Wiktor Zieliński (born 11 January 2001) is a Polish professional pool player. He is the youngest player to ever win a Euro Tour event, winning the 2017 Treviso Open at the age of 16.

Career
Zielinski began playing pool at aged 8 in 2009, and in 2013 entered his first competition, the Junior European championships.
Zielinski played his first men's event in 2015, at the 2015 Italian Open. The following season, he won his first European championship. He won both the 9-ball and straight pool events at the European Youth Championships(under 16s). He defeated Fedor Gorst in the straight ball final 75–66, and Keskutis Zadeikis 7–5 in the 9-ball final. He won the junior straight pool championship again in 2017, whilst also finishing runner-up at the 9-ball and 8-ball events as well.

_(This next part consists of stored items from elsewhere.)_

use std::collections::hash_map::DefaultHasher;
use std::hash::{Hash, Hasher};
use tokio::sync::{Mutex, MutexGuard};

/// Number of lock stripes.
const STRIPES: usize = 64;

/// Striped per-user locks.
///
/// Every read-modify-write on a user's session records runs under the user's stripe.
/// Memory stays bounded regardless of how many users exist; two users sharing a stripe
/// only costs throughput. Never hold two guards at once.
pub struct UserLocks {
    stripes: Vec<Mutex<()>>,
}

impl UserLocks {
    pub fn new() -> Self {
        Self {
            stripes: (0..STRIPES).map(|_| Mutex::new(())).collect(),
        }
    }

    fn stripe(&self, user_id: &str) -> usize {
        let mut hasher = DefaultHasher::new();
        user_id.hash(&mut hasher);
        (hasher.finish() as usize) % self.stripes.len()
    }

    /// Waits for and returns the guard covering `user_id`.
    pub async fn lock(&self, user_id: &str) -> MutexGuard<'_, ()> {
        self.stripes[self.stripe(user_id)].lock().await
    }
}

impl Default for UserLocks {
    fn default() -> Self {
        Self::new()
    }
}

In 2017, aged 16, he became the youngest player to win an event on the Euro Tour, when he won the 2017 Treviso Open. Zielinski won the final over Mario He 9–1.
The same season, he reached the quarter-finals of the 2017 Portugal Open, and the last 16 at the 2017 Klagenfurt Open. He finished tenth on the rankings list at the end of the 2017 Euro Tour season. He later reached 4th in the Euro Tour rankings, in the 2018 season.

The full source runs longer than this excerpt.